Top of Exercise materials
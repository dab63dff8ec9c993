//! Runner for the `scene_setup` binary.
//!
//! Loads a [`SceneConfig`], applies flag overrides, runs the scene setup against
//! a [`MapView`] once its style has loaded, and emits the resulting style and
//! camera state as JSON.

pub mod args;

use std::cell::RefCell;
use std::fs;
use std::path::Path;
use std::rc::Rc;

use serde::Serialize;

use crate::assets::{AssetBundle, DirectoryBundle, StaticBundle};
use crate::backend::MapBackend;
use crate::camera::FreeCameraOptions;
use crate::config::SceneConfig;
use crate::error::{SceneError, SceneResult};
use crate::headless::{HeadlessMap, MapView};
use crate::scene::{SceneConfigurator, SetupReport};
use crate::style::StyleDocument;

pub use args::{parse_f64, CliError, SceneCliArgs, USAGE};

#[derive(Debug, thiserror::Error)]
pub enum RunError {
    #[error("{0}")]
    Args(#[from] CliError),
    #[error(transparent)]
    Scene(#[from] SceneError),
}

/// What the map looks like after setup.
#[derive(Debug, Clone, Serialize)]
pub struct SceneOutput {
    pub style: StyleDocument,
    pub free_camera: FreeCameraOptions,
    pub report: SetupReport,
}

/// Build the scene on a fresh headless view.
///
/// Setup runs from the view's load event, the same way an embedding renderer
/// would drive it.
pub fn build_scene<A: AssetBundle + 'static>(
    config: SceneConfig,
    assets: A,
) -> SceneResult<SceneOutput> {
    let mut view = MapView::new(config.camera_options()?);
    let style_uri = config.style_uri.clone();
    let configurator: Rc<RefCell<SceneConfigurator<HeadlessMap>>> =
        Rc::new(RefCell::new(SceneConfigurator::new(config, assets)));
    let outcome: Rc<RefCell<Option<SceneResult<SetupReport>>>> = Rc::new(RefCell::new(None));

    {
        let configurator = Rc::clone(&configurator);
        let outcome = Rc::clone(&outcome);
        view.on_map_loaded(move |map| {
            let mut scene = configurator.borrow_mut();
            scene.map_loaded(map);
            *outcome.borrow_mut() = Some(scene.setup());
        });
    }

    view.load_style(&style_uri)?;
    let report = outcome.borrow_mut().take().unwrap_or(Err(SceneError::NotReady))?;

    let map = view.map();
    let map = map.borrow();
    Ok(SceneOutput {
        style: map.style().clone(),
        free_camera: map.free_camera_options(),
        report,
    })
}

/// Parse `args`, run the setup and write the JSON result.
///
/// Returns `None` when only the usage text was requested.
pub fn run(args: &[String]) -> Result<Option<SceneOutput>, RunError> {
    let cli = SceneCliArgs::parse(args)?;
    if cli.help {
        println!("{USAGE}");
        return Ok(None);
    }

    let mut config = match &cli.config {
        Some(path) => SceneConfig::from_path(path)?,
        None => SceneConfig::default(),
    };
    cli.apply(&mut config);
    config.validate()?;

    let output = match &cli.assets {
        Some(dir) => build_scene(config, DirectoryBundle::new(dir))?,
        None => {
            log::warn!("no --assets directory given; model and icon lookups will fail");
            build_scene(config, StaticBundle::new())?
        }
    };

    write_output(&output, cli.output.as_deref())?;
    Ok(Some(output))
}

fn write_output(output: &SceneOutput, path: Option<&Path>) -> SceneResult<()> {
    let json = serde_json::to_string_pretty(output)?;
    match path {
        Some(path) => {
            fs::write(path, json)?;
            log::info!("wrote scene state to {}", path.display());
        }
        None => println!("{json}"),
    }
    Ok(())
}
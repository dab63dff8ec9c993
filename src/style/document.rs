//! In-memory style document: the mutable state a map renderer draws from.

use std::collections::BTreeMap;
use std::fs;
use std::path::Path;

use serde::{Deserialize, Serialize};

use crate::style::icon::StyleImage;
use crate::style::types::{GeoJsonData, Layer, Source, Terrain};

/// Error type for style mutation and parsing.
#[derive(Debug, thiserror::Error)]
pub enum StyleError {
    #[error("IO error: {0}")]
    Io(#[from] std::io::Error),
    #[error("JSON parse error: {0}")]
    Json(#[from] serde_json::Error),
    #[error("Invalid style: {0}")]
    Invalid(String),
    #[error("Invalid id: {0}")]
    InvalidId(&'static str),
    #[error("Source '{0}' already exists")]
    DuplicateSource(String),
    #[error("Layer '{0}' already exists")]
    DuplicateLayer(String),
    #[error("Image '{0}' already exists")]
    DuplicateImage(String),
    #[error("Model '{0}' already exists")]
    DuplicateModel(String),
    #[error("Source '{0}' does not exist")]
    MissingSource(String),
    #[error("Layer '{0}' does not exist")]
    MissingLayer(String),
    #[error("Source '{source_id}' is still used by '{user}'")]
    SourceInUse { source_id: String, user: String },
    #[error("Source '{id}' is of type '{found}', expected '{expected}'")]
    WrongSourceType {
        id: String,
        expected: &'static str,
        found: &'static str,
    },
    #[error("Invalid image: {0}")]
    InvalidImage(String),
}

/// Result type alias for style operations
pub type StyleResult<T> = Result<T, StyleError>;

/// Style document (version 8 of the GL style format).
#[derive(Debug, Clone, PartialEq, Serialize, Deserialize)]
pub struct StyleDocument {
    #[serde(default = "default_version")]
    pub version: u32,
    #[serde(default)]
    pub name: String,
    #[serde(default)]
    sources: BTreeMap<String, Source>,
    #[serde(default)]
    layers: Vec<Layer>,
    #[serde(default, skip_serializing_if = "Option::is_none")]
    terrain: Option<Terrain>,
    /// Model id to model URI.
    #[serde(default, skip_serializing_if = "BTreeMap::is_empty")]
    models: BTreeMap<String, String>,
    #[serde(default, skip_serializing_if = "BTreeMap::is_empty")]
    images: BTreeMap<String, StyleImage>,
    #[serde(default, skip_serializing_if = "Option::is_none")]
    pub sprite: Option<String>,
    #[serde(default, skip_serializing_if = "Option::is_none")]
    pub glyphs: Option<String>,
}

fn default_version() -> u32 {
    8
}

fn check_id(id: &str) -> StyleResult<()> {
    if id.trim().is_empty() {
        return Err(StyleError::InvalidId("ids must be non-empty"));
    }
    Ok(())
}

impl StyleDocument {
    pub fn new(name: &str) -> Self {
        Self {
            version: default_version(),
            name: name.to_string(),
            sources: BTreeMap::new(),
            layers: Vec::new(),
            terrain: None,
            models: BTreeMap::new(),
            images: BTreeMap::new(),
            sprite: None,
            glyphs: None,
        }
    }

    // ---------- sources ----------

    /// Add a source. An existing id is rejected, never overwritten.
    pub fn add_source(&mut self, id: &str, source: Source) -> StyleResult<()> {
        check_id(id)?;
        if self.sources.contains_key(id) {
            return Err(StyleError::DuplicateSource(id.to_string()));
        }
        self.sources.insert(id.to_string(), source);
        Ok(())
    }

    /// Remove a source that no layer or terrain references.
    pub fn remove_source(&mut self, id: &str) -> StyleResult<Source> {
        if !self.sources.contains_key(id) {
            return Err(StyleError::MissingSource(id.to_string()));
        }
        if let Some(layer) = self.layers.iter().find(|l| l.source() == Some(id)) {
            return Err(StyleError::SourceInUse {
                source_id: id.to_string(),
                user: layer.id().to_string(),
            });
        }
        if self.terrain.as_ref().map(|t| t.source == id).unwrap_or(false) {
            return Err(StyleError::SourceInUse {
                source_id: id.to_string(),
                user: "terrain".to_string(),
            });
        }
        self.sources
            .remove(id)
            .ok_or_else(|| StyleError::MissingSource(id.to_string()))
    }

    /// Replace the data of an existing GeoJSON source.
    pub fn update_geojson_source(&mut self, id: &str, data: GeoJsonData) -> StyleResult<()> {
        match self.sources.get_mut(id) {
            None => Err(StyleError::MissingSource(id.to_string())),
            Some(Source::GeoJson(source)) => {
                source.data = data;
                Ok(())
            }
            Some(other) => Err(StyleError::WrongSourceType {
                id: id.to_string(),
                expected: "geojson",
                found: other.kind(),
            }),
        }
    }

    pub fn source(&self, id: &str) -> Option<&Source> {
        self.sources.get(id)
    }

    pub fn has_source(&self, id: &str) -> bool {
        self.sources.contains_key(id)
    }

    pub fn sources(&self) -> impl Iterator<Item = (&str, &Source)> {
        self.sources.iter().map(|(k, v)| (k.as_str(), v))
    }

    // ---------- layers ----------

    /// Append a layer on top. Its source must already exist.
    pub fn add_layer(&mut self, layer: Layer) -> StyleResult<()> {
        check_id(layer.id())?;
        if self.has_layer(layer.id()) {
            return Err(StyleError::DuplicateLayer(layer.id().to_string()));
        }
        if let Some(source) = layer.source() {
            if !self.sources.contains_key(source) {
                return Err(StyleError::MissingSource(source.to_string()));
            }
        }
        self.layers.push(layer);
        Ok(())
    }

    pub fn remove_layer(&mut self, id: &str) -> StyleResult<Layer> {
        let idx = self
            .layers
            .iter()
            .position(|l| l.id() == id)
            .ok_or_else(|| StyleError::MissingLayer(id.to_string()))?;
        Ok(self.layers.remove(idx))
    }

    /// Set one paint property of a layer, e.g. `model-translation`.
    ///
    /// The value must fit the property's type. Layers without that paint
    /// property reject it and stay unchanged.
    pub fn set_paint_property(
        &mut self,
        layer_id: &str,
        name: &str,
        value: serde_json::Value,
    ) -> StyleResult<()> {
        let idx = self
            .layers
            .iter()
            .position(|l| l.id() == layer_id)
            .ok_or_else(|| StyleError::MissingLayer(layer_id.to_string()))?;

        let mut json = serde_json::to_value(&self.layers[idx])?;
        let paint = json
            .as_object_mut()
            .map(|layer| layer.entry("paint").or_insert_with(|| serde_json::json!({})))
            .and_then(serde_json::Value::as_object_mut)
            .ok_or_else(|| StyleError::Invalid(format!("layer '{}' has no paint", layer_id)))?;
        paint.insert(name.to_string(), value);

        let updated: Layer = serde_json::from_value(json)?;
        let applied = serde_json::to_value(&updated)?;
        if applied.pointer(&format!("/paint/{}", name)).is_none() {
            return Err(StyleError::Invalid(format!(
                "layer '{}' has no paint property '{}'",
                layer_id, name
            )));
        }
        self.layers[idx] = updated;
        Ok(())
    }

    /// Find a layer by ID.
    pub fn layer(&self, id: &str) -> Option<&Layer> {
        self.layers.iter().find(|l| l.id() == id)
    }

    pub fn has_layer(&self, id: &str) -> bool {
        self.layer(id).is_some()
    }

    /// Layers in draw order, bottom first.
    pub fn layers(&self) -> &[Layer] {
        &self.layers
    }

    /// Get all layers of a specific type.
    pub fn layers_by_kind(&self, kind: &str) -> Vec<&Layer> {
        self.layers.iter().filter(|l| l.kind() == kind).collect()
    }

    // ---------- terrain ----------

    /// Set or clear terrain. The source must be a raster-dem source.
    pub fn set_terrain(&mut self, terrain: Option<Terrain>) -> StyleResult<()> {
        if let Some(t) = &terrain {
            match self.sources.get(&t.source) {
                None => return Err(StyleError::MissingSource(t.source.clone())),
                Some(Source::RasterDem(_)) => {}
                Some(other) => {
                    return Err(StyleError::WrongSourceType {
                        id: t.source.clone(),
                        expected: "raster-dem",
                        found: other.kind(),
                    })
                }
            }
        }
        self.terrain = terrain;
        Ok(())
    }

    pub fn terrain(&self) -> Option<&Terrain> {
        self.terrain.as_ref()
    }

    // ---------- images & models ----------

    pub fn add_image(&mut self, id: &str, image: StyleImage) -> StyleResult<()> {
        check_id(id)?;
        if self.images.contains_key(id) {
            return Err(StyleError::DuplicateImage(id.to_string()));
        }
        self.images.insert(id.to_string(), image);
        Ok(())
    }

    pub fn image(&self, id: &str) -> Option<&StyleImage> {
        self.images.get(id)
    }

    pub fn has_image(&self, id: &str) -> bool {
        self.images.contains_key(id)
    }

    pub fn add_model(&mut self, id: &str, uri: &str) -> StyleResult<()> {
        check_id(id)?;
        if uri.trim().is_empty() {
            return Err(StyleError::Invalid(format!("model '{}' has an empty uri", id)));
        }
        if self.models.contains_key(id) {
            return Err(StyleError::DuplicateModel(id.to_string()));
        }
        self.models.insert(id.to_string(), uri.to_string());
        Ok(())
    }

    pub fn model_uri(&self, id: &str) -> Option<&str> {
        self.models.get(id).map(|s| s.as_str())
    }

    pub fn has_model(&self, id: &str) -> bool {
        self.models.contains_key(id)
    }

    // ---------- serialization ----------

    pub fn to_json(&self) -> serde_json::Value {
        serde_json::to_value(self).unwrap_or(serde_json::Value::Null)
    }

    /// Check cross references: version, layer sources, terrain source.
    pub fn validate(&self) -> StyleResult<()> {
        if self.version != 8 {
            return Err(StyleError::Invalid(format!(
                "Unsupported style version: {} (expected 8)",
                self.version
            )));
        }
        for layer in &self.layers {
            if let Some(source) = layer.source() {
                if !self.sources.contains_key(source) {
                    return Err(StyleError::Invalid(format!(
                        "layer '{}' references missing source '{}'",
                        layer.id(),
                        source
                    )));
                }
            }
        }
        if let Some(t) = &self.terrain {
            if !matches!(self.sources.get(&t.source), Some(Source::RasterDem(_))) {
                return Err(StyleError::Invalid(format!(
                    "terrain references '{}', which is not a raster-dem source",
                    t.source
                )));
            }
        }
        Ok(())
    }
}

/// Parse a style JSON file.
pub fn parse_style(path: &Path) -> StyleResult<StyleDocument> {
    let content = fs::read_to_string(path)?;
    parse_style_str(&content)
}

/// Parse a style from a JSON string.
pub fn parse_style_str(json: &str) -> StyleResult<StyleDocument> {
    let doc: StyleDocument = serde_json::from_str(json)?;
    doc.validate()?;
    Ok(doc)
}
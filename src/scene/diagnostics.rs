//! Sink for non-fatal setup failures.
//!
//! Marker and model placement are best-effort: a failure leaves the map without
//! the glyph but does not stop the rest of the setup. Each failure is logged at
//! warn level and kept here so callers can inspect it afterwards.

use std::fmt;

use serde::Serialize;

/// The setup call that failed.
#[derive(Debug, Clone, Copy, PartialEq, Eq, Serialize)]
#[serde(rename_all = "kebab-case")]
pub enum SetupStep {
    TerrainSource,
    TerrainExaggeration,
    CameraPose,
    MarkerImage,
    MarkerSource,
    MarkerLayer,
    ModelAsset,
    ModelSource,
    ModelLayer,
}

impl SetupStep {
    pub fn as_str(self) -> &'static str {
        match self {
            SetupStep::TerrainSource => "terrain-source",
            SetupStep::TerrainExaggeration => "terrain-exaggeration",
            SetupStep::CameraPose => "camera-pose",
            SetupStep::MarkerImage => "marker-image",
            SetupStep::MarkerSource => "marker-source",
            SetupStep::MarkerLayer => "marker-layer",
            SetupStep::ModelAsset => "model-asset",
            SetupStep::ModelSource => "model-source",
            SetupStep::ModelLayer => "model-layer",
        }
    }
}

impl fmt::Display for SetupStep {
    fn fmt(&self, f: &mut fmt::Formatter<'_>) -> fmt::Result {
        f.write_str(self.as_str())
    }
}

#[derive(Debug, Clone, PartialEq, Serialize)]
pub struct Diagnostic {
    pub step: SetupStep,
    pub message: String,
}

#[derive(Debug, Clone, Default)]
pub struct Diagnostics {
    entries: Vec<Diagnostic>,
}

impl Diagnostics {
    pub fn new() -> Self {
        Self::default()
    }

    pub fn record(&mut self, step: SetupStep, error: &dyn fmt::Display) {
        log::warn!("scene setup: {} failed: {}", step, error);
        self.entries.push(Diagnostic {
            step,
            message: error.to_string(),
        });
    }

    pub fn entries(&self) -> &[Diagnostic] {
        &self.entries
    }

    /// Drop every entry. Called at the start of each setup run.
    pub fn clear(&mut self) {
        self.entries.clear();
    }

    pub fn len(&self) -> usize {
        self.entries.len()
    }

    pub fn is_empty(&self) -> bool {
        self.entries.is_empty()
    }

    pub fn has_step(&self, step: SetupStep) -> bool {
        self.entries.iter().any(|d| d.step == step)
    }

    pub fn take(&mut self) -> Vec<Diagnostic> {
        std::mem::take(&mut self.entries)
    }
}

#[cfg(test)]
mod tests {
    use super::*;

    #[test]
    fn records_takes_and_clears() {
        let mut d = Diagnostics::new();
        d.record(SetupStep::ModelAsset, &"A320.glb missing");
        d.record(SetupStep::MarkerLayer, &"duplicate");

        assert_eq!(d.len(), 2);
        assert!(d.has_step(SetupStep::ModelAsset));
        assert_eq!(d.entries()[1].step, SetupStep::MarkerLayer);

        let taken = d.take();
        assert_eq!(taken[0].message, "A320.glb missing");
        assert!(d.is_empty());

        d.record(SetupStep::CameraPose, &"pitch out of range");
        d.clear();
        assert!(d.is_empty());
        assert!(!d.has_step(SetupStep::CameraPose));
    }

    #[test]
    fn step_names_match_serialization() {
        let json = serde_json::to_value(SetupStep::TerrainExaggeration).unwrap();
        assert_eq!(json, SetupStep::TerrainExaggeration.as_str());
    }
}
Bottom of Exercise materials
What you should do: Only the lines containing the string "images" are needed; pull them out of the records.

Result:
    images: BTreeMap<String, StyleImage>,
            images: BTreeMap::new(),
    // ---------- images & models ----------
        if self.images.contains_key(id) {
        self.images.insert(id.to_string(), image);
        self.images.get(id)
        self.images.contains_key(id)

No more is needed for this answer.